年末の朝日新聞の一面トップを飾った記事に,こんなのがありました。
韓国人4727人、戦時の年金記録確認 支援金支給に光
(→リンク)
厚生年金の被保険者台帳に、戦時中の徴用などで日本の企業で働かされていたとされる韓国人4727人の記録があることが判明し、社会保険庁が該当者名簿を外務省を通じて、韓国政府に提供したことが29日、わかった。韓国側から今秋、約4万人分を照会され、個々の加入履歴を調べていた。外務省によると、朝鮮半島出身の軍人・軍属に関する資料は韓国政府に開示したことはあるが、戦時下で動員された民間人の年金記録を提供したのは初めてという。

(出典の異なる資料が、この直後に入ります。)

//! Signal performance tracking.
//!
//! Decisions are recorded as pending records with the price at generation.
//! Once at least a day has passed they are evaluated against a caller-supplied
//! price and benchmark return, exactly once.

use crate::error::{AnalysisError, Result};
use crate::types::{
    AccuracyMetrics, BenchmarkComparison, BucketAccuracy, InvestmentDecision, OverallAccuracy, Recommendation,
    RecordFilter, SignalEvaluation, SignalPerformanceRecord, SignalStrength, SignalType,
};
use dashmap::DashMap;
use std::collections::BTreeMap;
use std::sync::Arc;
use tracing::{debug, info, warn};
use uuid::Uuid;

const DAY_MS: i64 = 24 * 60 * 60 * 1000;

/// Persistence seam for signal performance records.
pub trait SignalRecordStore: Send + Sync {
    /// Store a new record.
    fn create(&self, record: &SignalPerformanceRecord) -> Result<()>;

    /// Records matching `filter`, oldest first.
    fn query(&self, filter: &RecordFilter) -> Result<Vec<SignalPerformanceRecord>>;

    /// Apply an evaluation to a pending record.
    /// Returns false when the record is missing or already evaluated.
    fn update(&self, id: Uuid, evaluation: &SignalEvaluation) -> Result<bool>;

    /// Delete evaluated records generated before `cutoff` (Unix ms).
    fn delete_evaluated_before(&self, cutoff: i64) -> Result<usize>;
}

/// In-memory record store.
#[derive(Default)]
pub struct MemoryRecordStore {
    records: DashMap<Uuid, SignalPerformanceRecord>,
}

impl MemoryRecordStore {
    pub fn new() -> Arc<Self> {
        Arc::new(Self::default())
    }

    pub fn len(&self) -> usize {
        self.records.len()
    }

    pub fn is_empty(&self) -> bool {
        self.records.is_empty()
    }
}

impl SignalRecordStore for MemoryRecordStore {
    fn create(&self, record: &SignalPerformanceRecord) -> Result<()> {
        self.records.insert(record.id, record.clone());
        Ok(())
    }

    fn query(&self, filter: &RecordFilter) -> Result<Vec<SignalPerformanceRecord>> {
        let mut records: Vec<SignalPerformanceRecord> = self
            .records
            .iter()
            .filter(|entry| filter.matches(entry.value()))
            .map(|entry| entry.value().clone())
            .collect();
        records.sort_by_key(|r| r.generated_at);
        Ok(records)
    }

    fn update(&self, id: Uuid, evaluation: &SignalEvaluation) -> Result<bool> {
        Ok(self
            .records
            .get_mut(&id)
            .map(|mut record| record.apply(evaluation))
            .unwrap_or(false))
    }

    fn delete_evaluated_before(&self, cutoff: i64) -> Result<usize> {
        let before = self.records.len();
        self.records
            .retain(|_, record| record.pending || record.generated_at >= cutoff);
        Ok(before - self.records.len())
    }
}

/// Map a recommendation onto the signal recorded for it.
pub fn recommendation_signal(recommendation: Recommendation) -> (SignalType, SignalStrength) {
    match recommendation {
        Recommendation::StrongBuy => (SignalType::Buy, SignalStrength::Strong),
        Recommendation::Buy => (SignalType::Buy, SignalStrength::Medium),
        Recommendation::Hold => (SignalType::Hold, SignalStrength::Weak),
        Recommendation::Sell => (SignalType::Sell, SignalStrength::Medium),
        Recommendation::StrongSell => (SignalType::Sell, SignalStrength::Strong),
    }
}

/// Evaluation window for the elapsed time, or None before a full day.
fn timeframe_bucket(elapsed_ms: i64) -> Option<u32> {
    let days = elapsed_ms / DAY_MS;
    match days {
        d if d >= 30 => Some(30),
        d if d >= 7 => Some(7),
        d if d >= 1 => Some(1),
        _ => None,
    }
}

fn round2(value: f64) -> f64 {
    (value * 100.0).round() / 100.0
}

fn percent(part: usize, total: usize) -> f64 {
    if total == 0 {
        return 0.0;
    }
    round2(part as f64 / total as f64 * 100.0)
}

fn mean_of<F>(records: &[&SignalPerformanceRecord], f: F) -> f64
where
    F: Fn(&SignalPerformanceRecord) -> Option<f64>,
{
    let values: Vec<f64> = records.iter().filter_map(|r| f(r)).collect();
    if values.is_empty() {
        return 0.0;
    }
    round2(values.iter().sum::<f64>() / values.len() as f64)
}

fn bucket(records: &[&SignalPerformanceRecord]) -> BucketAccuracy {
    let wins = records.iter().filter(|r| r.is_profitable == Some(true)).count();
    BucketAccuracy {
        count: records.len(),
        win_rate: percent(wins, records.len()),
        avg_return: mean_of(records, |r| r.return_percent),
    }
}

fn timeframe_label(days: u32) -> String {
    format!("{}D", days)
}

/// Records decisions and measures how they played out.
pub struct SignalPerformanceTracker {
    store: Arc<dyn SignalRecordStore>,
}

impl SignalPerformanceTracker {
    pub fn new(store: Arc<dyn SignalRecordStore>) -> Arc<Self> {
        Arc::new(Self { store })
    }

    /// Tracker backed by a [`MemoryRecordStore`].
    pub fn in_memory() -> Arc<Self> {
        Self::new(MemoryRecordStore::new())
    }

    /// Persist a pending record.
    pub fn record_signal(&self, record: SignalPerformanceRecord) -> Result<Uuid> {
        if !record.price_at_generation.is_finite() || record.price_at_generation <= 0.0 {
            return Err(AnalysisError::InvalidInput(format!(
                "price at generation must be positive, got {}",
                record.price_at_generation
            )));
        }
        self.store.create(&record)?;
        debug!(
            "Recorded {} {} signal for {} at {:.2}",
            record.strength.as_str(),
            record.signal_type.as_str(),
            record.symbol,
            record.price_at_generation
        );
        Ok(record.id)
    }

    /// Raw records matching `filter`, pending ones included.
    pub fn records(&self, filter: &RecordFilter) -> Result<Vec<SignalPerformanceRecord>> {
        self.store.query(filter)
    }

    /// Record a decision's recommendation at `price`.
    pub fn record_decision(&self, decision: &InvestmentDecision, price: f64) -> Result<Uuid> {
        let (signal_type, strength) = recommendation_signal(decision.master_score.recommendation);
        let activity_score = decision
            .unusual_activity
            .activities
            .iter()
            .map(|a| a.confidence)
            .fold(None, |acc: Option<f64>, c| Some(acc.map_or(c, |a| a.max(c))));
        // Technical composite excludes the risk sub-score
        let breakdown = &decision.master_score.breakdown;
        let technical_score =
            round2((breakdown.short_term.score + breakdown.medium_term.score + breakdown.long_term.score) / 3.0);

        let record = SignalPerformanceRecord::new(
            &decision.symbol,
            signal_type,
            strength,
            decision.master_score.master_score,
            price,
            decision.generated_at,
        )
        .with_component_scores(
            Some(technical_score),
            Some(decision.sentiment.sentiment_score),
            activity_score,
        );

        self.record_signal(record)
    }

    /// Evaluate pending records for `symbol` that are at least a day old.
    ///
    /// Returns the number of records evaluated.
    pub fn evaluate_pending(
        &self,
        symbol: &str,
        current_price: f64,
        benchmark_return: f64,
        now: i64,
    ) -> Result<usize> {
        if !current_price.is_finite() || !benchmark_return.is_finite() {
            return Err(AnalysisError::InvalidInput(
                "current price and benchmark return must be finite".to_string(),
            ));
        }

        let pending = self.store.query(&RecordFilter::pending_for(symbol))?;
        let mut evaluated = 0;

        for record in pending {
            let Some(timeframe_days) = timeframe_bucket(now - record.generated_at) else {
                continue;
            };
            if record.price_at_generation <= 0.0 {
                warn!("Skipping record {} with non-positive generation price", record.id);
                continue;
            }

            let return_percent =
                (current_price - record.price_at_generation) / record.price_at_generation * 100.0;
            let evaluation = SignalEvaluation {
                evaluated_at: now,
                timeframe_days,
                return_percent: round2(return_percent),
                benchmark_return_percent: round2(benchmark_return),
                excess_return: round2(return_percent - benchmark_return),
                is_profitable: return_percent > 0.0,
            };

            if self.store.update(record.id, &evaluation)? {
                evaluated += 1;
            }
        }

        if evaluated > 0 {
            info!("Evaluated {} pending signal(s) for {}", evaluated, symbol.to_uppercase());
        }
        Ok(evaluated)
    }

    /// Accuracy over evaluated records matching `filter`.
    pub fn get_accuracy_metrics(&self, filter: &RecordFilter) -> Result<AccuracyMetrics> {
        let filter = RecordFilter {
            pending: Some(false),
            ..filter.clone()
        };
        let records = self.store.query(&filter)?;
        let timestamp = chrono::Utc::now().timestamp_millis();

        if records.is_empty() {
            return Ok(AccuracyMetrics {
                message: Some("No evaluated signals yet".to_string()),
                timestamp,
                ..Default::default()
            });
        }

        let all: Vec<&SignalPerformanceRecord> = records.iter().collect();
        let total = all.len();
        let profitable = all.iter().filter(|r| r.is_profitable == Some(true)).count();

        let overall = OverallAccuracy {
            total_signals: total,
            profitable_signals: profitable,
            win_rate: percent(profitable, total),
            avg_return_percent: mean_of(&all, |r| r.return_percent),
            avg_benchmark_return_percent: mean_of(&all, |r| r.benchmark_return_percent),
            avg_excess_return_percent: mean_of(&all, |r| r.excess_return),
        };

        let mut by_type: BTreeMap<String, Vec<&SignalPerformanceRecord>> = BTreeMap::new();
        let mut by_timeframe: BTreeMap<String, Vec<&SignalPerformanceRecord>> = BTreeMap::new();
        for record in &all {
            by_type
                .entry(record.signal_type.as_str().to_string())
                .or_default()
                .push(record);
            if let Some(days) = record.timeframe_days {
                by_timeframe.entry(timeframe_label(days)).or_default().push(record);
            }
        }

        let outperformed = all.iter().filter(|r| r.excess_return.is_some_and(|e| e > 0.0)).count();

        Ok(AccuracyMetrics {
            overall,
            by_signal_type: by_type.iter().map(|(k, v)| (k.clone(), bucket(v))).collect(),
            by_timeframe: by_timeframe.iter().map(|(k, v)| (k.clone(), bucket(v))).collect(),
            vs_benchmark: BenchmarkComparison {
                outperformed,
                underperformed: total - outperformed,
                beat_rate: percent(outperformed, total),
            },
            message: None,
            timestamp,
        })
    }

    /// Win rate and average return per signal strength.
    pub fn get_strength_accuracy(&self, filter: &RecordFilter) -> Result<BTreeMap<String, BucketAccuracy>> {
        let filter = RecordFilter {
            pending: Some(false),
            ..filter.clone()
        };
        let records = self.store.query(&filter)?;

        let mut by_strength: BTreeMap<String, Vec<&SignalPerformanceRecord>> = BTreeMap::new();
        for record in &records {
            by_strength
                .entry(record.strength.as_str().to_string())
                .or_default()
                .push(record);
        }

        Ok(by_strength.iter().map(|(k, v)| (k.clone(), bucket(v))).collect())
    }

    /// Delete evaluated records older than `days`.
    pub fn cleanup_older_than(&self, days: u32) -> Result<usize> {
        let cutoff = chrono::Utc::now().timestamp_millis() - i64::from(days) * DAY_MS;
        let removed = self.store.delete_evaluated_before(cutoff)?;
        if removed > 0 {
            info!("Cleaned up {} evaluated signal record(s) older than {} days", removed, days);
        }
        Ok(removed)
    }
}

韓国では盧武鉉(ノ・ムヒョン)政権下の2004年、日本の統治時代の徴用・徴兵などの実態を調べる「日帝強占下強制動員被害真相糾明委員会」が政府機関として設置された。08年からは、労働を強いられた本人に年80万ウォン(約6万2千円)の医療支援金など、遺族に2千万ウォン(約156万6千円)の慰労金が支給されている。
同委員会によると、16万人から「日本の工場や鉱山などに強制動員された」との申請があるが、約9割は裏付けの資料がないため、認定作業が滞っている。このため、10月下旬、ひとまず4万人分を日本側に照会した。
これを受け、社保庁は確認作業を開始。朝鮮名で246人、日本名で4642人の計4888人の加入履歴を確認した。重複分を除くと、実数は4727人という。
年金記録の確認により、4727人は韓国政府の支援制度を受給できる可能性が高くなった。ただし、社保庁は「各人の加入していた期間は調べていない」としており、日本政府に対して年金脱退手当金を申請できる資格があるか否かはわからない。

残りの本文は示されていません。